Macron entend augmenter la CSG pour l’affecter aux collectivités afin de compenser la suppression de la taxe d’habitation !

 

4 – Jour de carence

Cette lubie inventée par Sarkozy et reprise par Macron est un non-sens. Le traitement (salaire) d’un fonctionnaire est lié à son grade et n’est aucunement lié aux aléas de sa production. Cette notion n’a aucun sens dans la convention qui fonde le Statut du fonctionnaire depuis 1946. Concernant un salarié du privé, c’est différent puisque le système de rémunération est fondé sur sa production de richesses et quand il est absent il est censé ne pas produire.

Donc, à poste non pourvu, salaire non versé. Mais, dans plus de 80 % des cas, ce sont les employeurs qui prennent en charge ces 3 jours de carence, car c’est prévu dans la convention collective.

Donc, si véritablement le gouvernement souhaitait l’équité, il supprimerait tout simplement ce jour de carence pour tous.

C’est d’ailleurs ce que la CGT revendique.

 

5 – PPCR et RIFSEEP

Une des 10 raisons pour lesquelles la CGT a refusé de signer l’accord PPCR est que la refonte des grilles, faussement présentée comme favorable, avait une mise en place trop étalée dans le temps (allongement des carrières) : elle risquait donc d’être remise en cause, voire être ajournée par le gouvernement suivant… et, là encore, la CGT avait raison puisque le gouvernement prévoit de retarder l’évolution des grilles et donc de retarder l’augmentation des rémunérations des fonctionnaires liées à ces grilles.
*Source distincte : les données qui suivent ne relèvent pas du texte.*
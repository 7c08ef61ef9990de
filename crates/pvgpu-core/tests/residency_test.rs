//! Integration test: CPU access and residency
//!
//! Lock reference counting over io space mappings, allocation property
//! updates, priorities, offers, reclaims and residency queries.
//!
//! Run with: cargo test -p pvgpu-core --test residency_test -- --nocapture

mod common;

use std::mem::size_of;
use std::sync::Arc;

use common::*;
use pvgpu_core::memory::PinnedPages;
use pvgpu_core::ops::lock;
use pvgpu_core::ops::residency::{self, OfferTarget};
use pvgpu_core::{Allocation, CoreError, CoreResult, HandleObject, HandleTable};
use pvgpu_protocol::allocation_commands::{
    AllocationPriorityCommand, Lock2Args, Lock2Return, OfferAllocationsCommand, QueryAllocationResidencyCommand,
    ReclaimAllocationsCommand, ReclaimAllocationsReturn, UpdateAllocPropertyArgs, UpdateAllocPropertyReturn,
};
use pvgpu_protocol::{D3dkmtHandle, Errno, NtStatus, VgpuCommand};

const ALLOCATION: D3dkmtHandle = D3dkmtHandle(0x4000_1000);
const SECOND_ALLOCATION: D3dkmtHandle = D3dkmtHandle(0x4000_1001);
const RESOURCE: D3dkmtHandle = D3dkmtHandle(0x4000_0500);
const PAGING_QUEUE: D3dkmtHandle = D3dkmtHandle(0x4000_0f01);
const CPU_VISIBLE: u64 = IOSPACE_BASE + 0x4000;

fn register(h: &Harness, allocation: Allocation) -> Arc<Allocation> {
    let allocation = Arc::new(allocation);
    h.handles
        .assign(allocation.handle(), HandleObject::Allocation(Arc::clone(&allocation)))
        .unwrap();
    allocation
}

fn lock_reply(h: &Harness) {
    h.on(VgpuCommand::Lock2, |_| {
        reply(&Lock2Return { status: NtStatus::SUCCESS, reserved: 0, cpu_visible_buffer_offset: CPU_VISIBLE })
    });
}

fn lock_args(allocation: D3dkmtHandle) -> Lock2Args {
    Lock2Args { device: DEVICE, allocation, ..Default::default() }
}

#[test]
fn test_nested_locks_share_one_mapping() {
    let h = Harness::new();
    lock_reply(&h);
    let allocation = register(&h, Allocation::new(ALLOCATION, 0x2800, true, None));

    let mut delivered = Vec::new();
    let first = lock::lock2(&h.session, &h.adapter, &h.process, lock_args(ALLOCATION), |va| {
        delivered.push(va);
        Ok(())
    })
    .unwrap();
    let second = lock::lock2(&h.session, &h.adapter, &h.process, lock_args(ALLOCATION), |_| Ok(())).unwrap();

    assert_eq!(first, USER_MAP_BASE + CPU_VISIBLE);
    assert_eq!(first, second);
    assert_eq!(delivered, vec![first]);
    // Only whole pages of the allocation are mapped.
    assert_eq!(h.memory.live_mappings(), vec![(first, 0x2000)]);
    assert_eq!(allocation.cpu_mapping().map(|m| m.refcount), Some(2));

    lock::unlock2(&h.session, &h.adapter, &h.process, DEVICE, ALLOCATION).unwrap();
    assert_eq!(h.memory.live_mappings().len(), 1);
    lock::unlock2(&h.session, &h.adapter, &h.process, DEVICE, ALLOCATION).unwrap();
    assert!(h.memory.live_mappings().is_empty());
    assert_eq!(allocation.cpu_mapping(), None);
    assert_eq!(h.vgpu.sent(VgpuCommand::Unlock2).len(), 2);
}

#[test]
fn test_failed_delivery_drops_the_mapping() {
    let h = Harness::new();
    lock_reply(&h);
    let allocation = register(&h, Allocation::new(ALLOCATION, 0x1000, false, None));

    let result = lock::lock2(&h.session, &h.adapter, &h.process, lock_args(ALLOCATION), |_| {
        Err(CoreError::InvalidArgument("caller buffer unwritable"))
    });
    match result {
        Err(CoreError::InvalidArgument(_)) => {}
        other => panic!("expected InvalidArgument, got {:?}", other),
    }
    assert!(h.memory.live_mappings().is_empty());
    assert_eq!(allocation.cpu_mapping(), None);
}

#[test]
fn test_lock_of_unknown_allocation() {
    let h = Harness::new();
    lock_reply(&h);
    let err = lock::lock2(&h.session, &h.adapter, &h.process, lock_args(ALLOCATION), |_| Ok(())).unwrap_err();
    assert_eq!(err.errno(), Errno::InvalidArgument);
    assert!(h.memory.live_mappings().is_empty());
}

#[test]
fn test_sysmem_lock_returns_pinned_address() {
    let h = Harness::new();
    lock_reply(&h);
    let pages = PinnedPages { user_va: 0x5555_0000, writable: true, frames: vec![0x5555, 0x5556] };
    register(&h, Allocation::new(ALLOCATION, 0x2000, true, Some(pages)));

    let va = lock::lock2(&h.session, &h.adapter, &h.process, lock_args(ALLOCATION), |_| Ok(())).unwrap();
    assert_eq!(va, 0x5555_0000);
    assert!(h.memory.live_mappings().is_empty());
}

#[test]
fn test_lock_host_failure_maps_nothing() {
    let h = Harness::new();
    h.on(VgpuCommand::Lock2, |_| {
        reply(&Lock2Return { status: NtStatus::NO_MEMORY, reserved: 0, cpu_visible_buffer_offset: 0 })
    });
    register(&h, Allocation::new(ALLOCATION, 0x1000, true, None));

    let err = lock::lock2(&h.session, &h.adapter, &h.process, lock_args(ALLOCATION), |_| Ok(())).unwrap_err();
    assert_eq!(err.errno(), Errno::OutOfMemory);
    assert!(h.memory.live_mappings().is_empty());
}

#[test]
fn test_update_alloc_property_pending_returns_fence() {
    let h = Harness::new();
    h.on(VgpuCommand::UpdateAllocationProperty, |_| {
        reply(&UpdateAllocPropertyReturn { paging_fence_value: 77, status: NtStatus::PENDING, reserved: 0 })
    });
    let args = UpdateAllocPropertyArgs { paging_queue: PAGING_QUEUE, allocation: ALLOCATION, ..Default::default() };
    assert_eq!(lock::update_alloc_property(&h.session, &h.adapter, &h.process, args).unwrap(), Some(77));

    h.on(VgpuCommand::UpdateAllocationProperty, |_| {
        reply(&UpdateAllocPropertyReturn { paging_fence_value: 78, status: NtStatus::SUCCESS, reserved: 0 })
    });
    assert_eq!(lock::update_alloc_property(&h.session, &h.adapter, &h.process, args).unwrap(), None);
}

#[test]
fn test_priority_requests_are_validated() {
    let h = Harness::new();
    let set = |resource, allocations: &[D3dkmtHandle], priorities: &[u32]| {
        residency::set_allocation_priority(&h.session, &h.adapter, &h.process, DEVICE, resource, allocations, priorities)
    };

    let cases: [(&str, CoreResult<()>); 3] = [
        ("resource with allocations", set(RESOURCE, &[ALLOCATION], &[1])),
        ("nothing named", set(D3dkmtHandle::NULL, &[], &[])),
        ("count mismatch", set(D3dkmtHandle::NULL, &[ALLOCATION, SECOND_ALLOCATION], &[1])),
    ];
    for (name, result) in cases {
        println!("{name}: {result:?}");
        assert_eq!(result.unwrap_err().errno(), Errno::InvalidArgument, "{name}");
    }
    assert!(h.vgpu.requests().is_empty());

    set(RESOURCE, &[], &[0x7800_0000]).unwrap();
    let sent = h.only(VgpuCommand::SetAllocationPriority);
    let cmd: AllocationPriorityCommand = read_command(&sent.payload);
    assert_eq!(cmd.resource, RESOURCE);
    assert_eq!(cmd.allocation_count, 0);
    assert_eq!(trailing::<u32>(&sent.payload, size_of::<AllocationPriorityCommand>(), 1), vec![0x7800_0000]);
}

#[test]
fn test_get_allocation_priority_reads_one_value_per_allocation() {
    let h = Harness::new();
    h.on(VgpuCommand::GetAllocationPriority, |_| {
        let mut out = status(NtStatus::SUCCESS);
        extend(&mut out, &[0x5000_0000u32, 0x2800_0000]);
        out
    });

    let priorities = residency::get_allocation_priority(
        &h.session,
        &h.adapter,
        &h.process,
        DEVICE,
        D3dkmtHandle::NULL,
        &[ALLOCATION, SECOND_ALLOCATION],
    )
    .unwrap();
    assert_eq!(priorities, vec![0x5000_0000, 0x2800_0000]);
}

#[test]
fn test_residency_query_for_a_whole_resource() {
    let h = Harness::new();
    h.on(VgpuCommand::QueryAllocationResidency, |_| {
        let mut out = status(NtStatus::SUCCESS);
        extend(&mut out, &[3u32]);
        out
    });

    let residency = residency::query_alloc_residency(&h.session, &h.adapter, &h.process, DEVICE, RESOURCE, &[]).unwrap();
    assert_eq!(residency, vec![3]);
    let cmd: QueryAllocationResidencyCommand = read_command(&h.only(VgpuCommand::QueryAllocationResidency).payload);
    assert_eq!(cmd.resource, RESOURCE);
    assert_eq!(cmd.allocation_count, 0);
}

#[test]
fn test_reclaim_with_results() {
    let h = Harness::new();
    h.on(VgpuCommand::ReclaimAllocations, |_| {
        let mut out = reply(&ReclaimAllocationsReturn { paging_fence_value: 9, status: NtStatus::SUCCESS, reserved: 0 });
        extend(&mut out, &[0u32, 1]);
        out
    });

    let target = OfferTarget::Allocations(&[ALLOCATION, SECOND_ALLOCATION]);
    let reclaimed = residency::reclaim_allocations(
        &h.session,
        &h.adapter,
        &h.process,
        DEVICE,
        PAGING_QUEUE,
        target,
        true,
    )
    .unwrap();
    assert_eq!(reclaimed.paging_fence_value, 9);
    assert_eq!(reclaimed.results, Some(vec![0, 1]));

    let cmd: ReclaimAllocationsCommand = read_command(&h.only(VgpuCommand::ReclaimAllocations).payload);
    assert_eq!(cmd.write_results, 1);
    assert_eq!(cmd.resources, 0);
    assert_eq!(cmd.allocation_count, 2);
}

#[test]
fn test_reclaim_failure_is_reported() {
    let h = Harness::new();
    h.on(VgpuCommand::ReclaimAllocations, |_| {
        reply(&ReclaimAllocationsReturn { paging_fence_value: 0, status: NtStatus::INVALID_PARAMETER, reserved: 0 })
    });
    let err = residency::reclaim_allocations(
        &h.session,
        &h.adapter,
        &h.process,
        DEVICE,
        PAGING_QUEUE,
        OfferTarget::Resources(&[RESOURCE]),
        false,
    )
    .unwrap_err();
    assert_eq!(err.errno(), Errno::InvalidArgument);
}

#[test]
fn test_offer_marks_resource_handles() {
    let h = Harness::new();
    residency::offer_allocations(&h.session, &h.adapter, &h.process, DEVICE, OfferTarget::Resources(&[RESOURCE]), 2, 0)
        .unwrap();

    let sent = h.only(VgpuCommand::OfferAllocations);
    let cmd: OfferAllocationsCommand = read_command(&sent.payload);
    assert_eq!(cmd.resources, 1);
    assert_eq!(cmd.priority, 2);
    assert_eq!(trailing::<D3dkmtHandle>(&sent.payload, size_of::<OfferAllocationsCommand>(), 1), vec![RESOURCE]);
}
Le RIFSEEP pour sa part induit une mise en concurrence des fonctionnaires et va à l’encontre des valeurs du service public en tentant d’induire une notion de rentabilité là où ce qui primait était la responsabilité individuelle et collective, ainsi que l’intérêt général !

La CGT revendique :

➜De véritables améliorations de carrières pour tous, à l’opposé des mesures du protocole PPCR imposé par le gouvernement ;

➜La mise en place de grilles indiciaires qui permettent une évolution de carrière sur au moins deux grades ;

➜Une évolution de rémunération de 1 à 2 sur un même grade avec un salaire minimum à 1 800 € en début de carrière pour la catégorie C.

 

 

6 – FORMATION PROFESSIONNELLE

Le gouvernement Hollande a baissé la cotisation du CNFPT qui est l’établissement national dédié à la formation professionnelle pour tous les agents territoriaux. Cette cotisation, calculée sur la masse salariale, est une partie de notre salaire. En baissant cette cotisation, la faisant passer de 1 % à 0,9 %, le gouvernement vole les agents territoriaux sur leur droit à la formation professionnelle.

La CGT revendique

➜Immédiatement le rétablissement de la cotisation à 1 % ;

➜Dans un second temps son accroissement à 3 % afin que tous les agents de la FPT puissent bénéficier d’une offre de formation de qualité tout au long de leur vie professionnelle ;

➜Le maintien des formations en présentiel et non devant un ordinateur. D’ÊTRE

 

MACRON VEUT LIVRER LES AGENTS ET LES SERVICES PUBLICS À LA CONCURRENCE ET DÉMANTELER NOS GARANTIES COLLECTIVES, COMME IL L’A FAIT DANS LE PRIVÉ AVEC LES ORDONNANCES CONTRE LE CODE DU TRAVAIL !

 

C’est pourquoi, à la suite des 12 et 21 septembre, les fonctionnaires et salariés du secteur public (établissements publics, Offices de l’habitat, services de l’eau…) sont appelés à faire grève et à manifester le 10 octobre 2017.

Rendez-vous à 12 h au local syndical (21 rue Sévin) pour déjeuner et échanger ensemble (amenez vos sandwiches), puis partir ensemble pour un départ vers la manifestation à 13h.

Manifestation à 14h, au départ de Bastille, direction Nation.